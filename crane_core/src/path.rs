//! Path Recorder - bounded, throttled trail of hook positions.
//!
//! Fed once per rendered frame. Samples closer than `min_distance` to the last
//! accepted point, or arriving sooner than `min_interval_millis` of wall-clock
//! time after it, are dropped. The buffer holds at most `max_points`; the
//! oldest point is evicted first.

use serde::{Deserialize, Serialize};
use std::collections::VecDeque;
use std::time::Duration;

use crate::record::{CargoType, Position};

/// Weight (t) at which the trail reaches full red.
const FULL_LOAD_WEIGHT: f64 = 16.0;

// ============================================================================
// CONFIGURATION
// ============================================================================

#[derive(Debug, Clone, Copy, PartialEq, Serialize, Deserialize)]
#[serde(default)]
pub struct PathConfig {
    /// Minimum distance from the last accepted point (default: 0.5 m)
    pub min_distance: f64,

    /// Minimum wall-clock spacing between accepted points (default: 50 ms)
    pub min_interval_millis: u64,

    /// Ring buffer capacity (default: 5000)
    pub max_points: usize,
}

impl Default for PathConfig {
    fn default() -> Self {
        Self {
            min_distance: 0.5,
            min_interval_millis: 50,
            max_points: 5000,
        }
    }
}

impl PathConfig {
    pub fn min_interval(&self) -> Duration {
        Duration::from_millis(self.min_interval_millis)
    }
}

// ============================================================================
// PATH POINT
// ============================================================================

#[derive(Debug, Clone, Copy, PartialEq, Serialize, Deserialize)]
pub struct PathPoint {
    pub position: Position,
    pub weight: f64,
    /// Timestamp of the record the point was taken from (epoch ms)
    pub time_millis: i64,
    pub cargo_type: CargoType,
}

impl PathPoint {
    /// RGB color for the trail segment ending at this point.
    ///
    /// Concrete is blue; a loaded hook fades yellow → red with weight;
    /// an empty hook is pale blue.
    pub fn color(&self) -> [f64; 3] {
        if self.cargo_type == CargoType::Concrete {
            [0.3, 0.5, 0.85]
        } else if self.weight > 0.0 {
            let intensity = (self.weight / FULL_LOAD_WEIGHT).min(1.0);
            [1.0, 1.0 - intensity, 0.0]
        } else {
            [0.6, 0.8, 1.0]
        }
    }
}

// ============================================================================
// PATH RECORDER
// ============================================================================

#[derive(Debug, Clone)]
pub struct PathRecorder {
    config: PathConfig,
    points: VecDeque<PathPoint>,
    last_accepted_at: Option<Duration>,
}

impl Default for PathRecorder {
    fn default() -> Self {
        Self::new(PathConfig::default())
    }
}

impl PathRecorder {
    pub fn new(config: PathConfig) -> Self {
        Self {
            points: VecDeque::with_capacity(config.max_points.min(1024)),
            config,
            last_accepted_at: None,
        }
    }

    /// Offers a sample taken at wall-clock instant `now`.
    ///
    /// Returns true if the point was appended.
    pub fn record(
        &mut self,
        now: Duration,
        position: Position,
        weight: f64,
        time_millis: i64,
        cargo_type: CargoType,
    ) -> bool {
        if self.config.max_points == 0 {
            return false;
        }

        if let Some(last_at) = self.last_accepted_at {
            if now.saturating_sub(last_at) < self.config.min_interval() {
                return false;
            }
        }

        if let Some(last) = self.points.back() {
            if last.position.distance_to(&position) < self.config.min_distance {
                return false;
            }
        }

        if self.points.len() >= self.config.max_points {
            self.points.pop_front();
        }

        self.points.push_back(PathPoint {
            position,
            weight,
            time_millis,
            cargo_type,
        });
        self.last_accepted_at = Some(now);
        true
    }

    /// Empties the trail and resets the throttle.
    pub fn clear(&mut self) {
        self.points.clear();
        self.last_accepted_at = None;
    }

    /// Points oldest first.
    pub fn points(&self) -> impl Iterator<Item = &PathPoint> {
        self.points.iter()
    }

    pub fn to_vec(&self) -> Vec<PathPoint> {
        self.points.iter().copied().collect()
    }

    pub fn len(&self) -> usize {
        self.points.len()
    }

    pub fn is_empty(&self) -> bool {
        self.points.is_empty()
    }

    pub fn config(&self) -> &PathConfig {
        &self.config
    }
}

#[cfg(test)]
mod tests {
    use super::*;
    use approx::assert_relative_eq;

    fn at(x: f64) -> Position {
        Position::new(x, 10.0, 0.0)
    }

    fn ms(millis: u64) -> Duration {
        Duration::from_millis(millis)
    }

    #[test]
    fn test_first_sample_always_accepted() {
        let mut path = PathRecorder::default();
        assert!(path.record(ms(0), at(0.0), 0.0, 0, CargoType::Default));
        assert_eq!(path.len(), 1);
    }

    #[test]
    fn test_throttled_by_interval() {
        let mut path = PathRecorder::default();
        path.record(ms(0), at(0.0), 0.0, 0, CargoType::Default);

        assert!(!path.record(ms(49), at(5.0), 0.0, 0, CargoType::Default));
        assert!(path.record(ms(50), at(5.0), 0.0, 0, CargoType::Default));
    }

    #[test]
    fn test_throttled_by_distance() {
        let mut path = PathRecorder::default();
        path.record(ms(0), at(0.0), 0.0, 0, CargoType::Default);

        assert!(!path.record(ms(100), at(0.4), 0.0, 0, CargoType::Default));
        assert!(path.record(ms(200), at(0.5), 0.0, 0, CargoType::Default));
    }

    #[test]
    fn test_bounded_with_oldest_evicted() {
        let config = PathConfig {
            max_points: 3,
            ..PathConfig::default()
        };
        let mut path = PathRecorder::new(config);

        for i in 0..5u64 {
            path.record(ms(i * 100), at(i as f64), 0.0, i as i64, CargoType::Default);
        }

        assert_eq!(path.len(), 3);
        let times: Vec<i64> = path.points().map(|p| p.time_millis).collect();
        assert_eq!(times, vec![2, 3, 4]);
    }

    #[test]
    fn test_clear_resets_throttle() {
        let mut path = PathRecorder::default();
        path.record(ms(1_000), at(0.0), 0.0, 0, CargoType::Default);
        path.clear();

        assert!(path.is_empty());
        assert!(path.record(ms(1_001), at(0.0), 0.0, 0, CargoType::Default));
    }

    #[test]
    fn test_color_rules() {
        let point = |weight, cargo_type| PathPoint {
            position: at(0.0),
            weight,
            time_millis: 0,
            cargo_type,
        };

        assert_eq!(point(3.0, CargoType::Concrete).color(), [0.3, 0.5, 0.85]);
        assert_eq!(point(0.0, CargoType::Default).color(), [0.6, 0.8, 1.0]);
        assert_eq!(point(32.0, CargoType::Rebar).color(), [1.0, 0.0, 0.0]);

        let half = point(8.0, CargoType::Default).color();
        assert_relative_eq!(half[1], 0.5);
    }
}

^^^^^^^^^^^^^^^^

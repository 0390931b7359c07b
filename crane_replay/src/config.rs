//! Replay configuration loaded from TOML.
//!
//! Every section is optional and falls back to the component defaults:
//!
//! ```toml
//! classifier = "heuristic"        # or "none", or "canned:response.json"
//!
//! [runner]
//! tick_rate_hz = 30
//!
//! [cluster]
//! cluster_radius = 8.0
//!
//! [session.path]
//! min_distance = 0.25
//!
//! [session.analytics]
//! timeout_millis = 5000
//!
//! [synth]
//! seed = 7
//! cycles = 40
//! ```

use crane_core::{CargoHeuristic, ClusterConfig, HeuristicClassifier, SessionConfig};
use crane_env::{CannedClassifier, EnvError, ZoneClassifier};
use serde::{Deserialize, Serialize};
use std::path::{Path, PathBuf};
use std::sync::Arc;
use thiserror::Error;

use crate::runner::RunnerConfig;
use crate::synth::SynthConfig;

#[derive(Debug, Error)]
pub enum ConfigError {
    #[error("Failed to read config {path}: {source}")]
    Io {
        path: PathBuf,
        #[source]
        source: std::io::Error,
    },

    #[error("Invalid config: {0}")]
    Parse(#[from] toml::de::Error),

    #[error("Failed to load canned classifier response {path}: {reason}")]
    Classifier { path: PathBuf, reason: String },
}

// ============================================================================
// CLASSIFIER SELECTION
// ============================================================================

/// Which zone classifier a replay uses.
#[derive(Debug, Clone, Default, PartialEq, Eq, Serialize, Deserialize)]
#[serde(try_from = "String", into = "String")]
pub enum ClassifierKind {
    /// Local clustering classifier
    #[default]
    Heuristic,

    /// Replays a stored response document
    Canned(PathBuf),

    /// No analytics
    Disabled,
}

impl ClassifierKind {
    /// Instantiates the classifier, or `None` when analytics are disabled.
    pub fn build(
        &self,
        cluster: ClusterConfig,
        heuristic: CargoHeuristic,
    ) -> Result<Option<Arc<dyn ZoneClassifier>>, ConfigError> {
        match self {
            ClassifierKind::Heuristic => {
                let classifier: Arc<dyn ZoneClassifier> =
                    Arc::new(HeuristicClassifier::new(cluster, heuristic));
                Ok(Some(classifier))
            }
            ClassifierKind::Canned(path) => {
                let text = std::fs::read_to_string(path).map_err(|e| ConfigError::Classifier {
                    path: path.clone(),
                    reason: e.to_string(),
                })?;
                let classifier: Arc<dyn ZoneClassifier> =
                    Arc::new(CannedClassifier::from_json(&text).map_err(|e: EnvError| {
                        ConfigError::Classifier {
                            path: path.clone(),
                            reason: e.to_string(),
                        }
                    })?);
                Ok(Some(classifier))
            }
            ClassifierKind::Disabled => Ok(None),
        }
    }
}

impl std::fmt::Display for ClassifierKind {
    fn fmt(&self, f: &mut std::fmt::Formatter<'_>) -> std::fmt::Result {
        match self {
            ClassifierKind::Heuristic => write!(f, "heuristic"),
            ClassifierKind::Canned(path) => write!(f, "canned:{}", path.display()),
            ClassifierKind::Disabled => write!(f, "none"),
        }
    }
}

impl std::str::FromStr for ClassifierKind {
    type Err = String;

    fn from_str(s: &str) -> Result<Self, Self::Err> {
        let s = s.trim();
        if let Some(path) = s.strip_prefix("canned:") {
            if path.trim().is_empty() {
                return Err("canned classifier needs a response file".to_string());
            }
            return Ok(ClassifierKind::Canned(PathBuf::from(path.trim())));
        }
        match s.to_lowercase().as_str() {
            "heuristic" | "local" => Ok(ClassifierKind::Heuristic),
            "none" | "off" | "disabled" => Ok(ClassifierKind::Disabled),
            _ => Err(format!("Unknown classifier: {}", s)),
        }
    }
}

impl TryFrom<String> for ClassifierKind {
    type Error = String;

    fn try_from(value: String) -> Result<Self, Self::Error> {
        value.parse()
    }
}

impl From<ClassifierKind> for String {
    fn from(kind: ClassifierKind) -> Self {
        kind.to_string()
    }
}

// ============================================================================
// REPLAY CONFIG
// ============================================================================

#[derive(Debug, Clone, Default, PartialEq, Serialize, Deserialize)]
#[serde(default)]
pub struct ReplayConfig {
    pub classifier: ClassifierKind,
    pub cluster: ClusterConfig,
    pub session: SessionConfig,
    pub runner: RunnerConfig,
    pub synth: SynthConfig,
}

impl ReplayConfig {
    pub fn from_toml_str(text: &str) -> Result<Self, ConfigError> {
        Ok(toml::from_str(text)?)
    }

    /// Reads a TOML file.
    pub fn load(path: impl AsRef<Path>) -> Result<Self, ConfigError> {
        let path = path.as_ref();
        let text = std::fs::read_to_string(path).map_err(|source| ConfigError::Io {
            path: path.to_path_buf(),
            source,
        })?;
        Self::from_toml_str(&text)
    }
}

^^^^^^^^^^^^^^^^

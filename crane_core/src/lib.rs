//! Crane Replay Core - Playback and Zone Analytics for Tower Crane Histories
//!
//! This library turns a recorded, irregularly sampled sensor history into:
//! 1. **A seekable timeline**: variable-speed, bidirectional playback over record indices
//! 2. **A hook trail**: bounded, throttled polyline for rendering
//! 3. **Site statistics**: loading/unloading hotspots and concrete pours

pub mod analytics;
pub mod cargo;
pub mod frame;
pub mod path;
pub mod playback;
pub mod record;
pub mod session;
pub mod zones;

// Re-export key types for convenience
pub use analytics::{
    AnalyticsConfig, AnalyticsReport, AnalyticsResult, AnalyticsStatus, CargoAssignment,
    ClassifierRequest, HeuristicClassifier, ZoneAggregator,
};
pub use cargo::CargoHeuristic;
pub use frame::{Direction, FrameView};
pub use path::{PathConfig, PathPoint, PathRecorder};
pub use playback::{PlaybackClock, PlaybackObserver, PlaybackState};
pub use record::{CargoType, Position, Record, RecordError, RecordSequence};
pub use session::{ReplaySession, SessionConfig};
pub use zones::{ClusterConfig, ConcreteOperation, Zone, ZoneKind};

^^^^^^^^^^^^^^^^

- [Exercise goal]
Return a copy of every line in the records that includes the string "value".

- [Task answer]
    fn try_from(value: String) -> Result<Self, Self::Error> {
        value.parse()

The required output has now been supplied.